Fee Income Helps Dubai’s Mashreq Post 25% Profit Leap

The profit increase came despite a 20.9 per cent jump in impairments.

Mashreq, Dubai’s third-biggest lender by assets, posted a 25.7 per cent rise in second-quarter net profit on the back of higher fee income, the latest bank in the United Arab Emirates to report strong quarterly numbers.

The bank made a net profit of Dhs402.6 million ($109.6 million) for the three months to June 30, it said in a statement on Thursday, up from Dhs320.3 million in the same period last year.

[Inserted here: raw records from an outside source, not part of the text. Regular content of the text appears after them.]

//! Object storage capability: `(bucket, key)` addressed blobs.
//!
//! Bundles, inference audit records and load-test reports all go through
//! [`ObjectStore`]. The deploy step reads the same `s3://bucket/key` the
//! packager wrote, so both sides build locations with [`ObjectLocation`].

use async_trait::async_trait;
use parking_lot::Mutex;
use serde::{Deserialize, Serialize};
use std::collections::HashMap;
use std::fmt;
use std::path::{Component, Path, PathBuf};
use std::str::FromStr;
use thiserror::Error;

#[derive(Debug, Error)]
pub enum StorageError {
    #[error("invalid object location `{0}`")]
    InvalidLocation(String),
    #[error("bucket `{0}` does not exist")]
    NoSuchBucket(String),
    #[error("object {0} not found")]
    NotFound(ObjectLocation),
    #[error("storage io: {0}")]
    Io(#[from] std::io::Error),
    #[error("storage backend: {0}")]
    Backend(String),
}

#[derive(Debug, Clone, PartialEq, Eq, Hash, Serialize, Deserialize)]
pub struct ObjectLocation { pub bucket: String, pub key: String }

pub const BUNDLE_FILE: &str = "model.tar.gz";

impl ObjectLocation {
    pub fn new(bucket: impl Into<String>, key: impl Into<String>) -> Self { Self { bucket: bucket.into(), key: key.into() } }

    /// `models/{model}_{version}/model.tar.gz`, written once per packaging run.
    pub fn versioned_bundle(bucket: impl Into<String>, model_name: &str, version: &str) -> Self {
        Self::new(bucket, format!("models/{model_name}_{version}/{BUNDLE_FILE}"))
    }

    /// `models/{model}/latest/model.tar.gz`, overwritten by every packaging
    /// run and read back by the deployer when no explicit key is configured.
    pub fn latest_bundle(bucket: impl Into<String>, model_name: &str) -> Self {
        Self::new(bucket, format!("models/{model_name}/latest/{BUNDLE_FILE}"))
    }

    /// Sibling object in the same "directory" as this one.
    pub fn sibling(&self, name: &str) -> Self {
        let prefix = self.key.rsplit_once('/').map(|(p, _)| format!("{p}/")).unwrap_or_default();
        Self::new(self.bucket.clone(), format!("{prefix}{name}"))
    }
}

impl fmt::Display for ObjectLocation {
    fn fmt(&self, f: &mut fmt::Formatter<'_>) -> fmt::Result { write!(f, "s3://{}/{}", self.bucket, self.key) }
}

impl FromStr for ObjectLocation {
    type Err = StorageError;
    fn from_str(s: &str) -> Result<Self, Self::Err> {
        let rest = s.strip_prefix("s3://").ok_or_else(|| StorageError::InvalidLocation(s.to_string()))?;
        match rest.split_once('/') {
            Some((bucket, key)) if !bucket.is_empty() && !key.is_empty() => Ok(Self::new(bucket, key)),
            _ => Err(StorageError::InvalidLocation(s.to_string())),
        }
    }
}

#[async_trait]
pub trait ObjectStore: Send + Sync {
    /// Create the bucket when missing. Returns `true` if it was created.
    async fn ensure_bucket(&self, bucket: &str) -> Result<bool, StorageError>;
    async fn put_object(&self, location: &ObjectLocation, body: Vec<u8>, content_type: &str) -> Result<(), StorageError>;
    async fn get_object(&self, location: &ObjectLocation) -> Result<Vec<u8>, StorageError>;

    /// Whether an object is stored at `location`; a missing bucket counts as absent.
    async fn exists(&self, location: &ObjectLocation) -> Result<bool, StorageError> {
        match self.get_object(location).await {
            Ok(_) => Ok(true),
            Err(StorageError::NotFound(_) | StorageError::NoSuchBucket(_)) => Ok(false),
            Err(e) => Err(e),
        }
    }
}

#[derive(Debug, Clone)]
struct StoredObject { body: Vec<u8>, content_type: String }

/// In-process store, used by tests and dry runs.
#[derive(Debug, Default)]
pub struct MemoryStore {
    buckets: Mutex<HashMap<String, HashMap<String, StoredObject>>>,
}

impl MemoryStore {
    pub fn new() -> Self { Self::default() }
    pub fn with_bucket(bucket: &str) -> Self {
        let s = Self::default();
        s.buckets.lock().insert(bucket.to_string(), HashMap::new());
        s
    }
    pub fn keys(&self, bucket: &str) -> Vec<String> {
        let mut keys: Vec<String> = self.buckets.lock().get(bucket).map(|b| b.keys().cloned().collect()).unwrap_or_default();
        keys.sort();
        keys
    }
    pub fn content_type(&self, location: &ObjectLocation) -> Option<String> {
        self.buckets.lock().get(&location.bucket).and_then(|b| b.get(&location.key)).map(|o| o.content_type.clone())
    }
}

#[async_trait]
impl ObjectStore for MemoryStore {
    async fn ensure_bucket(&self, bucket: &str) -> Result<bool, StorageError> {
        let mut buckets = self.buckets.lock();
        if buckets.contains_key(bucket) { return Ok(false); }
        buckets.insert(bucket.to_string(), HashMap::new());
        Ok(true)
    }

    async fn put_object(&self, location: &ObjectLocation, body: Vec<u8>, content_type: &str) -> Result<(), StorageError> {
        let mut buckets = self.buckets.lock();
        let bucket = buckets.get_mut(&location.bucket).ok_or_else(|| StorageError::NoSuchBucket(location.bucket.clone()))?;
        bucket.insert(location.key.clone(), StoredObject { body, content_type: content_type.to_string() });
        Ok(())
    }

    async fn get_object(&self, location: &ObjectLocation) -> Result<Vec<u8>, StorageError> {
        self.buckets.lock()
            .get(&location.bucket)
            .and_then(|b| b.get(&location.key))
            .map(|o| o.body.clone())
            .ok_or_else(|| StorageError::NotFound(location.clone()))
    }

    async fn exists(&self, location: &ObjectLocation) -> Result<bool, StorageError> {
        Ok(self.buckets.lock().get(&location.bucket).is_some_and(|b| b.contains_key(&location.key)))
    }
}

/// Directory-backed store: `{root}/{bucket}/{key}`.
#[derive(Debug, Clone)]
pub struct LocalStore { root: PathBuf }

impl LocalStore {
    pub fn new(root: impl Into<PathBuf>) -> Self { Self { root: root.into() } }

    fn bucket_dir(&self, bucket: &str) -> Result<PathBuf, StorageError> {
        if bucket.is_empty() || bucket.contains(['/', '\\']) || bucket == "." || bucket == ".." {
            return Err(StorageError::InvalidLocation(bucket.to_string()));
        }
        Ok(self.root.join(bucket))
    }

    fn object_path(&self, location: &ObjectLocation) -> Result<PathBuf, StorageError> {
        let key = Path::new(&location.key);
        if key.components().any(|c| !matches!(c, Component::Normal(_))) {
            return Err(StorageError::InvalidLocation(location.to_string()));
        }
        Ok(self.bucket_dir(&location.bucket)?.join(key))
    }
}

#[async_trait]
impl ObjectStore for LocalStore {
    async fn ensure_bucket(&self, bucket: &str) -> Result<bool, StorageError> {
        let dir = self.bucket_dir(bucket)?;
        if tokio::fs::metadata(&dir).await.is_ok() { return Ok(false); }
        tokio::fs::create_dir_all(&dir).await?;
        Ok(true)
    }

    async fn put_object(&self, location: &ObjectLocation, body: Vec<u8>, _content_type: &str) -> Result<(), StorageError> {
        let dir = self.bucket_dir(&location.bucket)?;
        if tokio::fs::metadata(&dir).await.is_err() { return Err(StorageError::NoSuchBucket(location.bucket.clone())); }
        let path = self.object_path(location)?;
        if let Some(parent) = path.parent() { tokio::fs::create_dir_all(parent).await?; }
        tokio::fs::write(&path, body).await?;
        Ok(())
    }

    async fn get_object(&self, location: &ObjectLocation) -> Result<Vec<u8>, StorageError> {
        let path = self.object_path(location)?;
        match tokio::fs::read(&path).await {
            Ok(b) => Ok(b),
            Err(e) if e.kind() == std::io::ErrorKind::NotFound => Err(StorageError::NotFound(location.clone())),
            Err(e) => Err(e.into()),
        }
    }

    async fn exists(&self, location: &ObjectLocation) -> Result<bool, StorageError> {
        let path = self.object_path(location)?;
        match tokio::fs::metadata(&path).await {
            Ok(meta) => Ok(meta.is_file()),
            Err(e) if e.kind() == std::io::ErrorKind::NotFound => Ok(false),
            Err(e) => Err(e.into()),
        }
    }
}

Banks in the UAE were expected to report strong second-quarter earnings thanks to an economic recovery in key sectors, primarily real estate, and lower provisions as the Gulf state recovers from debt troubles at Dubai’s state-linked entities.

Emirates NBD, First Gulf Bank and Abu Dhabi Islamic Bank all beat estimates with increases to net profit. National Bank of Abu Dhabi missed expectations but still increased profit by 15.8 per cent.

Mashreq’s second-quarter profit was boosted by a 23 per cent year-on-year advance in net fee and commission income.

The profit increase came despite a 20.9 per cent jump in impairments compared with the second quarter of 2012. Provisions for the three months to June 30 were Dhs213.6 million.

Profit for the first six months of 2013 rose 40.1 per cent over the same period last year to Dhs828 million. The increase was expected after a 57 per cent hike in first-quarter net profit year-on-year.

Mashreq CEO Abdulaziz Al Ghurair said in February that he was “optimistic” about the bank’s performance this year and expects profits to grow by 10-15 per cent, with provisions continuing to recede.

Loans and advances at the end of June were up 14.6 per cent on the end of 2012, while deposits over the same period grew 7.4 per cent.

In May the Dubai-based bank settled a lawsuit it brought in the United States, accusing Netherlands-based ING Groep NV of losing 40 per cent of a $108 million investment by improperly putting the money in risky debt.